I was moved to tears as I watched Father Conroy, like a shepherd with his flocked gathered around him at second base at Nationals Park Thursday evening.
As clergy, it is most often not what you say in a sermon or prayer that makes converts, but how you lead by your life that moves people to repentance.
I know Father Conroy personally, and he thinks of himself as a “chaplain to Congress,” but Thursday evening he was “America’s Pastor.” Not only were both sides of the aisle gathered at his feet like trusting sheep, but so was the nation. Oh, that Congress could be like baseball again!
A humble priest, with his head bowed and back to the camera, no one on TV could hear a word he said (they didn’t need to) because what he was doing said it, shouted it so that I needed to turn down the volume of the TV. There at second base, he quietly led the nation to the foot of the cross. And all of Congress, all America, followed him.
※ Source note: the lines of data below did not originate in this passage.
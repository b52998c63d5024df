//! Hotel domain records.
//!
//! Field names on the wire follow the historical `dados.json` layout so that
//! files written by earlier versions of the tool remain readable.

use chrono::NaiveDate;
use serde::{Deserialize, Serialize};
use uuid::Uuid;

/// Fixed textual date format used in the data file and in forms.
pub const DATE_FORMAT: &str = "%d/%m/%Y";

/// Status assigned to every freshly made reservation.
pub const DEFAULT_STATUS: &str = "Active";

/// A registered hotel guest.
#[derive(Debug, Clone, PartialEq, Serialize, Deserialize)]
pub struct Client {
    /// Generated identifier, immutable once created.
    pub id: String,
    /// Full name.
    #[serde(rename = "nome")]
    pub name: String,
    /// Contact phone.
    #[serde(rename = "telefone")]
    pub phone: String,
    /// Contact e-mail.
    pub email: String,
}

impl Client {
    /// Create a client with a freshly generated id.
    pub fn new(
        name: impl Into<String>,
        phone: impl Into<String>,
        email: impl Into<String>,
    ) -> Self {
        Self {
            id: Uuid::new_v4().to_string(),
            name: name.into(),
            phone: phone.into(),
            email: email.into(),
        }
    }

    /// Label used in pickers: `name - phone`.
    pub fn display_name(&self) -> String {
        format!("{} - {}", self.name, self.phone)
    }
}

/// A bookable room.
#[derive(Debug, Clone, PartialEq, Serialize, Deserialize)]
pub struct Room {
    /// Room number. Expected to be unique, not enforced.
    #[serde(rename = "numero")]
    pub number: u32,
    /// Free-form room type (the shell offers a closed set).
    #[serde(rename = "tipo")]
    pub kind: String,
    /// Nightly price.
    #[serde(rename = "preco")]
    pub price: f64,
    /// Whether the room may be selected for a new reservation.
    #[serde(rename = "disponivel", default = "default_available")]
    pub available: bool,
}

fn default_available() -> bool {
    true
}

impl Room {
    /// Create a room that starts out available.
    pub fn new(number: u32, kind: impl Into<String>, price: f64) -> Self {
        Self {
            number,
            kind: kind.into(),
            price,
            available: true,
        }
    }

    /// Label used in pickers: `number - kind`.
    pub fn display_name(&self) -> String {
        format!("{} - {}", self.number, self.kind)
    }
}

/// A booking of one room by one client.
///
/// `client_id` and `room_number` are plain references; the reservation does
/// not own either record.
#[derive(Debug, Clone, PartialEq, Serialize, Deserialize)]
pub struct Reservation {
    /// Generated identifier.
    pub id: String,
    /// Id of the booking client.
    #[serde(rename = "cliente_id")]
    pub client_id: String,
    /// Number of the booked room.
    #[serde(rename = "quarto_numero")]
    pub room_number: u32,
    /// Arrival date.
    #[serde(with = "dmy_date")]
    pub checkin: NaiveDate,
    /// Departure date.
    #[serde(with = "dmy_date")]
    pub checkout: NaiveDate,
    /// Free-form status, `Active` unless restored otherwise.
    #[serde(default = "default_status")]
    pub status: String,
    /// Nights multiplied by the room's nightly price.
    #[serde(rename = "valor_total", default)]
    pub total: f64,
}

fn default_status() -> String {
    DEFAULT_STATUS.to_string()
}

impl Reservation {
    /// Build a new active reservation, computing its total from `room.price`.
    ///
    /// Dates are not checked: a checkout on or before checkin produces a zero
    /// or negative total.
    pub fn new(client: &Client, room: &Room, checkin: NaiveDate, checkout: NaiveDate) -> Self {
        Self {
            id: Uuid::new_v4().to_string(),
            client_id: client.id.clone(),
            room_number: room.number,
            checkin,
            checkout,
            status: default_status(),
            total: stay_total(room.price, checkin, checkout),
        }
    }

    /// Whole days between checkin and checkout.
    pub fn nights(&self) -> i64 {
        nights_between(self.checkin, self.checkout)
    }

    /// Recompute the total against the given nightly price.
    pub fn recompute_total(&mut self, price: f64) {
        self.total = stay_total(price, self.checkin, self.checkout);
    }

    /// `dd/mm/yyyy a dd/mm/yyyy` period label.
    pub fn period_label(&self) -> String {
        format!(
            "{} a {}",
            self.checkin.format(DATE_FORMAT),
            self.checkout.format(DATE_FORMAT)
        )
    }
}

/// Whole days from `checkin` to `checkout`, negative when reversed.
pub fn nights_between(checkin: NaiveDate, checkout: NaiveDate) -> i64 {
    (checkout - checkin).num_days()
}

/// Nights multiplied by the nightly price.
pub fn stay_total(price: f64, checkin: NaiveDate, checkout: NaiveDate) -> f64 {
    nights_between(checkin, checkout) as f64 * price
}

mod dmy_date {
    use chrono::NaiveDate;
    use serde::{de, Deserialize, Deserializer, Serializer};

    use super::DATE_FORMAT;

    pub fn serialize<S>(date: &NaiveDate, serializer: S) -> Result<S::Ok, S::Error>
    where
        S: Serializer,
    {
        serializer.collect_str(&date.format(DATE_FORMAT))
    }

    pub fn deserialize<'de, D>(deserializer: D) -> Result<NaiveDate, D::Error>
    where
        D: Deserializer<'de>,
    {
        let raw = String::deserialize(deserializer)?;
        NaiveDate::parse_from_str(&raw, DATE_FORMAT).map_err(de::Error::custom)
    }
}

#[cfg(test)]
mod tests {
    use super::*;
    use serde_json::json;

    fn date(day: u32, month: u32, year: i32) -> NaiveDate {
        NaiveDate::from_ymd_opt(year, month, day).expect("valid date")
    }

    #[test]
    fn reservation_total_is_nights_times_price() {
        let client = Client::new("Ana", "111", "a@x.com");
        let room = Room::new(101, "Double", 100.0);
        let reservation = Reservation::new(&client, &room, date(10, 1, 2024), date(13, 1, 2024));

        assert_eq!(reservation.nights(), 3);
        assert_eq!(reservation.total, 300.0);
        assert_eq!(reservation.status, "Active");
        assert_eq!(reservation.client_id, client.id);
        assert_eq!(reservation.room_number, 101);
    }

    #[test]
    fn total_spans_month_boundaries() {
        let client = Client::new("Ana", "111", "a@x.com");
        let room = Room::new(7, "Single", 85.5);
        let reservation = Reservation::new(&client, &room, date(28, 2, 2024), date(2, 3, 2024));
        assert_eq!(reservation.nights(), 3);
        assert_eq!(reservation.total, 256.5);
    }

    #[test]
    fn reversed_dates_yield_non_positive_total() {
        let client = Client::new("Ana", "111", "a@x.com");
        let room = Room::new(1, "Single", 50.0);
        let same_day = Reservation::new(&client, &room, date(15, 1, 2024), date(15, 1, 2024));
        assert_eq!(same_day.total, 0.0);
        let reversed = Reservation::new(&client, &room, date(15, 1, 2024), date(13, 1, 2024));
        assert_eq!(reversed.total, -100.0);
    }

    #[test]
    fn records_use_data_file_keys() {
        let client = Client {
            id: "c1".to_string(),
            name: "Ana".to_string(),
            phone: "111".to_string(),
            email: "a@x.com".to_string(),
        };
        assert_eq!(
            serde_json::to_value(&client).unwrap(),
            json!({"id": "c1", "nome": "Ana", "telefone": "111", "email": "a@x.com"})
        );

        let room = Room::new(101, "Double", 100.0);
        assert_eq!(
            serde_json::to_value(&room).unwrap(),
            json!({"numero": 101, "tipo": "Double", "preco": 100.0, "disponivel": true})
        );

        let mut reservation = Reservation::new(&client, &room, date(10, 1, 2024), date(13, 1, 2024));
        reservation.id = "r1".to_string();
        assert_eq!(
            serde_json::to_value(&reservation).unwrap(),
            json!({
                "id": "r1",
                "cliente_id": "c1",
                "quarto_numero": 101,
                "checkin": "10/01/2024",
                "checkout": "13/01/2024",
                "status": "Active",
                "valor_total": 300.0
            })
        );
    }

    #[test]
    fn missing_optional_keys_fall_back_to_defaults() {
        let room: Room =
            serde_json::from_value(json!({"numero": 3, "tipo": "Single", "preco": 40})).unwrap();
        assert!(room.available);

        let reservation: Reservation = serde_json::from_value(json!({
            "id": "r1",
            "cliente_id": "c1",
            "quarto_numero": 3,
            "checkin": "01/02/2024",
            "checkout": "03/02/2024"
        }))
        .unwrap();
        assert_eq!(reservation.status, DEFAULT_STATUS);
        assert_eq!(reservation.checkin, date(1, 2, 2024));
    }

    #[test]
    fn malformed_dates_are_rejected() {
        let result: Result<Reservation, _> = serde_json::from_value(json!({
            "id": "r1",
            "cliente_id": "c1",
            "quarto_numero": 3,
            "checkin": "2024-02-01",
            "checkout": "03/02/2024"
        }));
        assert!(result.is_err());
    }
}
#[cfg(test)]
mod tests {
    use super::*;
    use anyhow::Result;
    use serde_json::{json, Value};
    use tempfile::tempdir;

    fn date(day: u32, month: u32, year: i32) -> NaiveDate {
        NaiveDate::from_ymd_opt(year, month, day).expect("valid date")
    }

    fn read_json(path: &Path) -> Result<Value> {
        Ok(serde_json::from_str(&fs::read_to_string(path)?)?)
    }

    #[test]
    fn reservation_scenario_books_room() -> Result<()> {
        let dir = tempdir()?;
        let mut store = HotelStore::new(dir.path().join("dados.json"));

        let ana = Client::new("Ana", "111", "a@x.com");
        let ana_id = ana.id.clone();
        store.add_client(ana)?;
        store.add_room(Room::new(101, "Double", 100.0))?;

        let reservation = store.make_reservation(&ana_id, 101, date(10, 1, 2024), date(13, 1, 2024))?;

        assert_eq!(reservation.total, 300.0);
        assert_eq!(reservation.status, "Active");
        assert_eq!(store.reservations().len(), 1);
        assert!(!store.room(101).expect("room exists").available);
        assert_eq!(store.available_rooms().count(), 0);
        Ok(())
    }

    #[test]
    fn every_mutation_persists() -> Result<()> {
        let dir = tempdir()?;
        let path = dir.path().join("nested").join("dados.json");
        let mut store = HotelStore::new(&path);

        let client = Client::new("Ana", "111", "a@x.com");
        let client_id = client.id.clone();
        store.add_client(client)?;
        assert_eq!(read_json(&path)?["clientes"].as_array().map(Vec::len), Some(1));

        store.add_room(Room::new(101, "Double", 100.0))?;
        assert_eq!(read_json(&path)?["quartos"][0]["numero"], json!(101));

        store.make_reservation(&client_id, 101, date(1, 3, 2024), date(2, 3, 2024))?;
        let on_disk = read_json(&path)?;
        assert_eq!(on_disk["quartos"][0]["disponivel"], json!(false));
        assert_eq!(on_disk["reservas"][0]["valor_total"], json!(100.0));

        store.remove_room(101)?;
        assert_eq!(read_json(&path)?["quartos"], json!([]));
        Ok(())
    }

    #[test]
    fn available_rooms_tracks_flags_in_order() -> Result<()> {
        let dir = tempdir()?;
        let mut store = HotelStore::new(dir.path().join("dados.json"));
        let client = Client::new("Bob", "222", "b@x.com");
        let client_id = client.id.clone();
        store.add_client(client)?;
        for number in [101, 102, 103] {
            store.add_room(Room::new(number, "Single", 80.0))?;
        }

        store.make_reservation(&client_id, 102, date(1, 5, 2024), date(4, 5, 2024))?;

        let numbers: Vec<u32> = store.available_rooms().map(|room| room.number).collect();
        assert_eq!(numbers, vec![101, 103]);
        for reservation in store.reservations() {
            assert!(store
                .available_rooms()
                .all(|room| room.number != reservation.room_number));
        }
        Ok(())
    }

    #[test]
    fn unknown_references_leave_state_untouched() -> Result<()> {
        let dir = tempdir()?;
        let mut store = HotelStore::new(dir.path().join("dados.json"));
        store.add_room(Room::new(101, "Double", 100.0))?;

        let err = store
            .make_reservation("missing", 101, date(1, 1, 2024), date(2, 1, 2024))
            .unwrap_err();
        assert!(matches!(err, StoreError::UnknownClient(id) if id == "missing"));

        let client = Client::new("Ana", "111", "a@x.com");
        let client_id = client.id.clone();
        store.add_client(client)?;
        let err = store
            .make_reservation(&client_id, 999, date(1, 1, 2024), date(2, 1, 2024))
            .unwrap_err();
        assert!(matches!(err, StoreError::UnknownRoom(999)));

        assert!(store.reservations().is_empty());
        assert!(store.room(101).expect("room exists").available);
        Ok(())
    }

    #[test]
    fn round_trip_restores_everything() -> Result<()> {
        let dir = tempdir()?;
        let path = dir.path().join("dados.json");
        let mut store = HotelStore::new(&path);
        let ana = Client::new("Ana", "111", "a@x.com");
        let ana_id = ana.id.clone();
        store.add_client(ana)?;
        store.add_client(Client::new("Bob", "222", "b@x.com"))?;
        store.add_room(Room::new(101, "Double", 100.0))?;
        store.add_room(Room::new(202, "Presidential", 450.0))?;
        store.make_reservation(&ana_id, 202, date(10, 1, 2024), date(12, 1, 2024))?;

        let (reloaded, err) = HotelStore::open(&path);
        assert!(err.is_none());
        assert_eq!(reloaded.clients(), store.clients());
        assert_eq!(reloaded.rooms(), store.rooms());
        assert_eq!(reloaded.reservations(), store.reservations());
        assert_eq!(reloaded.reservations()[0].total, 900.0);
        Ok(())
    }

    #[test]
    fn load_recomputes_totals_and_restores_status() -> Result<()> {
        let dir = tempdir()?;
        let path = dir.path().join("dados.json");
        let snapshot = json!({
            "clientes": [{"id": "c1", "nome": "Ana", "telefone": "111", "email": "a@x.com"}],
            "quartos": [{"numero": 101, "tipo": "Double", "preco": 120.0, "disponivel": false}],
            "reservas": [{
                "id": "r1",
                "cliente_id": "c1",
                "quarto_numero": 101,
                "checkin": "10/01/2024",
                "checkout": "13/01/2024",
                "status": "Ativa",
                "valor_total": 1.0
            }]
        });
        fs::write(&path, serde_json::to_vec(&snapshot)?)?;

        let mut store = HotelStore::new(&path);
        store.load()?;
        let reservation = &store.reservations()[0];
        assert_eq!(reservation.total, 360.0);
        assert_eq!(reservation.status, "Ativa");
        assert!(!store.rooms()[0].available);
        Ok(())
    }

    #[test]
    fn removing_client_keeps_reservations_and_breaks_next_load() -> Result<()> {
        let dir = tempdir()?;
        let path = dir.path().join("dados.json");
        let mut store = HotelStore::new(&path);
        let ana = Client::new("Ana", "111", "a@x.com");
        let ana_id = ana.id.clone();
        store.add_client(ana)?;
        store.add_room(Room::new(101, "Double", 100.0))?;
        let reservation =
            store.make_reservation(&ana_id, 101, date(10, 1, 2024), date(13, 1, 2024))?;

        store.remove_client(&ana_id)?;
        assert!(store.clients().is_empty());
        assert_eq!(store.reservations().len(), 1);

        let (reloaded, err) = HotelStore::open(&path);
        match err {
            Some(LoadError::DanglingClient {
                reservation_id,
                client_id,
            }) => {
                assert_eq!(reservation_id, reservation.id);
                assert_eq!(client_id, ana_id);
            }
            other => panic!("unexpected load outcome: {other:?}"),
        }
        assert!(reloaded.clients().is_empty());
        assert!(reloaded.rooms().is_empty());
        assert!(reloaded.reservations().is_empty());
        Ok(())
    }

    #[test]
    fn removing_booked_room_reports_dangling_room() -> Result<()> {
        let dir = tempdir()?;
        let path = dir.path().join("dados.json");
        let mut store = HotelStore::new(&path);
        let ana = Client::new("Ana", "111", "a@x.com");
        let ana_id = ana.id.clone();
        store.add_client(ana)?;
        store.add_room(Room::new(101, "Double", 100.0))?;
        store.make_reservation(&ana_id, 101, date(10, 1, 2024), date(13, 1, 2024))?;
        assert!(store.remove_room(101)?.is_some());
        assert!(store.remove_room(101)?.is_none());

        let (_, err) = HotelStore::open(&path);
        assert!(matches!(err, Some(LoadError::DanglingRoom { room_number: 101, .. })));
        Ok(())
    }

    #[test]
    fn missing_and_malformed_files_fall_back_to_empty() -> Result<()> {
        let dir = tempdir()?;
        let path = dir.path().join("dados.json");

        let (store, err) = HotelStore::open(&path);
        assert!(matches!(err, Some(LoadError::FileMissing { .. })));
        assert!(store.clients().is_empty());

        fs::write(&path, "{ not json")?;
        let (store, err) = HotelStore::open(&path);
        assert!(matches!(err, Some(LoadError::Parse { .. })));
        assert!(store.rooms().is_empty());

        let dir_path = dir.path().join("as_directory");
        fs::create_dir(&dir_path)?;
        let (store, err) = HotelStore::open(&dir_path);
        assert!(matches!(err, Some(LoadError::Io { .. })));
        assert!(store.reservations().is_empty());
        Ok(())
    }

    #[test]
    fn duplicate_room_numbers_are_accepted() -> Result<()> {
        let dir = tempdir()?;
        let mut store = HotelStore::new(dir.path().join("dados.json"));
        store.add_room(Room::new(5, "Single", 50.0))?;
        store.add_room(Room::new(5, "Double", 90.0))?;
        assert_eq!(store.rooms().len(), 2);
        assert_eq!(store.room(5).map(|room| room.kind.as_str()), Some("Single"));

        store.remove_room(5)?;
        assert_eq!(store.rooms().len(), 1);
        assert_eq!(store.rooms()[0].kind, "Double");
        Ok(())
    }

    #[test]
    fn removing_by_position_targets_the_selected_duplicate() -> Result<()> {
        let dir = tempdir()?;
        let path = dir.path().join("dados.json");
        let mut store = HotelStore::new(&path);
        store.add_room(Room::new(5, "Single", 50.0))?;
        store.add_room(Room::new(5, "Double", 90.0))?;

        let removed = store.remove_room_at(1)?;
        assert_eq!(removed.map(|room| room.kind), Some("Double".to_string()));
        assert_eq!(store.rooms().len(), 1);
        assert_eq!(store.rooms()[0].kind, "Single");
        assert_eq!(read_json(&path)?["quartos"][0]["tipo"], json!("Single"));

        assert!(store.remove_room_at(3)?.is_none());
        assert_eq!(store.rooms().len(), 1);
        Ok(())
    }

    #[test]
    fn removing_absent_client_is_a_no_op() -> Result<()> {
        let dir = tempdir()?;
        let mut store = HotelStore::new(dir.path().join("dados.json"));
        store.add_client(Client::new("Ana", "111", "a@x.com"))?;
        store.remove_client("nobody")?;
        assert_eq!(store.clients().len(), 1);
        Ok(())
    }

    #[test]
    fn failed_write_is_reported() -> Result<()> {
        let dir = tempdir()?;
        let blocker = dir.path().join("blocker");
        fs::write(&blocker, "file, not a directory")?;
        let mut store = HotelStore::new(blocker.join("dados.json"));

        let err = store
            .add_client(Client::new("Ana", "111", "a@x.com"))
            .unwrap_err();
        assert!(matches!(err, StoreError::Persist { .. }));
        assert_eq!(store.clients().len(), 1);
        Ok(())
    }
}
But that’s Father Conroy, a quiet, humble servant who leads his flock on the Hill by his Christ-like example – another hero of the day, certainly mine. “Well done, thou good and faithful servant!” Oh, that Congress, that America, could be like baseball again!
When the “Amen” was said, two opposing teams rose to their feet. With Godspeed and healing grace for Steve Scalise on their hearts and minds – before a record crowd of 25,000 raising over $1 million dollars for charity – they took to the field to “whip the snot” out of each other. And according to those calling the game and we who watched, the score (11-2, Dems winning) was not at all reflective of the enthusiastic play by both teams.
And in the truest manner of American sportsmanship, the winning Democratic manager said the championship trophy would be placed in Republican Steve Scalise’s office until he was well again. That, sports fans, is the real America we all know and love. Oh, that Congress could be like baseball again!
It’s not unity America needs, not at all. What fun is the game if only one team were playing? I am afraid of governments where there are no differing voices. No free speech. No political or philosophical debate. In fact, diversity is our strength. But civility, honor and respect are the bonds of our national fabric. Without these our society cannot survive.
America needs two healthy, powerful opposing teams with strong hitters in Congress. Teams in which everyone plays by the same moral, ethical and constitutional rules, teams that bring fresh ideas and lasting solutions to all our nation’s problems. “Iron sharpens iron.” That is what has made America the greatest game on earth for the past 241 years.
Oh, that Congress could be like baseball again!